/> Tingkatkan Budaya Kerja Bersih, PT PIM dan Kejati Aceh Gelar Seminar KUHP Baru

Tingkatkan Budaya Kerja Bersih, PT PIM dan Kejati Aceh Gelar Seminar KUHP Baru

 




Aceh Utara, newsataloen.com – PT Pupuk Iskandar Muda (PT PIM) memperkuat komitmen penerapan Good Corporate Governance (GCG) dan budaya kerja bersih dengan menggelar Seminar Hukum bersama Kejaksaan Tinggi (Kejati) Aceh, Selasa (12/05/26) di Krueng Geukueh, Aceh Utara.

Seminar diselenggarakan sebagai bentuk edukasi insan Perusahaan mengenai implementasi Kitab Undang-Undang Hukum Pidana (KUHP) Baru dalam upaya meningkatkan pemahaman hukum, pencegahan tindak pidana korupsi, memperkuat budaya anti korupsi perusahaan dan peningkatan tata kelola perusahaan yang baik.

Hadir sebagai narasumber dalam kegiatan Seminar Hukum tersebut yaitu Wakil Kepala Kejaksaan Tinggi Aceh, Dr. Erry Pudyanto M. S.H., M.H.

Sementara peserta seminar dari PT Pupuk Iskandar Muda terdiri dari para Pejabat Esselon I, II, dan III. Turut hadir Direktur Utama PT PIM, Filius Yuliandi, Direktur Manajemen Risiko Maimun, Direktur Keuangan & Umum, Koko Sudiro, serta Direktur Operasi & Produksi Zulyan Imansyah.

Sementara itu, dari Kejaksaan Tinggi Aceh, selain dihadiri langsung oleh Wakajati selaku pemateri, juga turut dihadiri oleh Asisten Pedata & Tata Usaha Negara Kejaksaan Tinggi Aceh, Nilawati, S.H., M.H., Kepala Seksi Pertimbangan Hukum, Umar Assegaf,S.H., M.H., Kepala Seksi Perdata, Muhammad Azril, S.H., M.H. dan perwakilan dari Kejaksaan Negeri Lhokseumawe.

Dalam pemaparannya, Wakil Kepala Kejaksaan Tinggi Aceh menyampaikan pentingnya pemahaman terhadap penerapan KUHP Baru terutama dalam hal pencegahan tindak pidana korupsi, khususnya di lingkungan perusahaan untuk dapat menjunjung tinggi integritas serta menghindari perilaku koruptif dalam menjalankan tugas dan tanggung jawab.

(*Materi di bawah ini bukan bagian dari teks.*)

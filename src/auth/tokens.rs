//! API token loading
//!
//! Tokens are obtained out-of-band and handed to the process through the
//! environment (a `.env` file in the working directory is loaded by `main`).
//! All three must be present before any request is made.

use std::env;
use std::fmt;

use crate::constants::env as env_constants;
use crate::errors::{AuthError, AuthResult};

/// The three API tokens a run needs
#[derive(Clone)]
pub struct Tokens {
    /// Direct reports API (sent as `Bearer`)
    pub direct: String,
    /// Metrica stat API (sent as `OAuth`)
    pub metrica: String,
    /// AppMetrica stat API (sent as `OAuth`)
    pub appmetrica: String,
}

impl fmt::Debug for Tokens {
    fn fmt(&self, f: &mut fmt::Formatter<'_>) -> fmt::Result {
        f.debug_struct("Tokens")
            .field("direct", &"<redacted>")
            .field("metrica", &"<redacted>")
            .field("appmetrica", &"<redacted>")
            .finish()
    }
}

impl Tokens {
    /// Load all tokens from the process environment
    ///
    /// # Errors
    ///
    /// Returns `AuthError::MissingToken` for the first unset variable and
    /// `AuthError::EmptyToken` for a blank one.
    pub fn from_env() -> AuthResult<Self> {
        Self::from_lookup(|var| env::var(var).ok())
    }

    /// Load all tokens through an arbitrary lookup function
    pub fn from_lookup<F>(lookup: F) -> AuthResult<Self>
    where
        F: Fn(&str) -> Option<String>,
    {
        let read = |var: &'static str| -> AuthResult<String> {
            let value = lookup(var).ok_or(AuthError::MissingToken { var })?;
            let value = value.trim().to_string();
            if value.is_empty() {
                return Err(AuthError::EmptyToken { var });
            }
            Ok(value)
        };

        Ok(Self {
            direct: read(env_constants::DIRECT_TOKEN)?,
            metrica: read(env_constants::METRICA_TOKEN)?,
            appmetrica: read(env_constants::APPMETRICA_TOKEN)?,
        })
    }
}

/// Presence of each token, without the values
#[derive(Debug, Clone, PartialEq, Eq)]
pub struct TokenStatus {
    /// Variable name and whether it holds a non-blank value
    pub entries: Vec<(&'static str, bool)>,
}

impl TokenStatus {
    /// Whether every token is available
    pub fn is_complete(&self) -> bool {
        self.entries.iter().all(|(_, present)| *present)
    }

    /// Names of the missing variables
    pub fn missing(&self) -> Vec<&'static str> {
        self.entries
            .iter()
            .filter(|(_, present)| !present)
            .map(|(var, _)| *var)
            .collect()
    }
}

/// Check which tokens are set in the environment
pub fn get_token_status() -> TokenStatus {
    token_status_with(|var| env::var(var).ok())
}

fn token_status_with<F>(lookup: F) -> TokenStatus
where
    F: Fn(&str) -> Option<String>,
{
    let entries = [
        env_constants::DIRECT_TOKEN,
        env_constants::METRICA_TOKEN,
        env_constants::APPMETRICA_TOKEN,
    ]
    .into_iter()
    .map(|var| {
        let present = lookup(var).is_some_and(|value| !value.trim().is_empty());
        (var, present)
    })
    .collect();

    TokenStatus { entries }
}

“Selain itu, Tata Kelola Perusahaan yang baik juga sangat diperlukan sebagai pondasi pencegahan dari tindakan yang berpotensi terjadinya pelaggaran hukum yang dapat berdampak pada tindak pidana di lingkungankorporasi,” terang Wakajati.

Hubungan sinergis dan kemitraan antara PT Pupuk Iskandar Muda dan Kejaksaan Tinggi Aceh saat ini, sambung DR Erry, sudah terjalin dengan sangat baik, hal ini tercermin melalui koordinasi, konsultasi hukum dan kerja sama yang mendukung terciptanya tata kelola perusahaan yang berasaskan ketaatan hukum, nilai integritas dan sesuai dengan undang-undang yang berlaku.

“Melalui Seminar Hukum ini, diharapkan dapat terus meningkatkan kesadaran insan PT Pupuk Iskandar Muda untuk terus memiliki integritas yang tinggi dalam menjalankan seluruh aktivitas korporasi dan tugas serta tanggung jawabnya sebagai bentuk komitmen perusahaan dalam menciptakan lingkungan kerja yang profesional, transparan, akuntabel, serta bebas dari praktik korupsi dan pelanggaran hukum lainnya,” tutup DR Erry.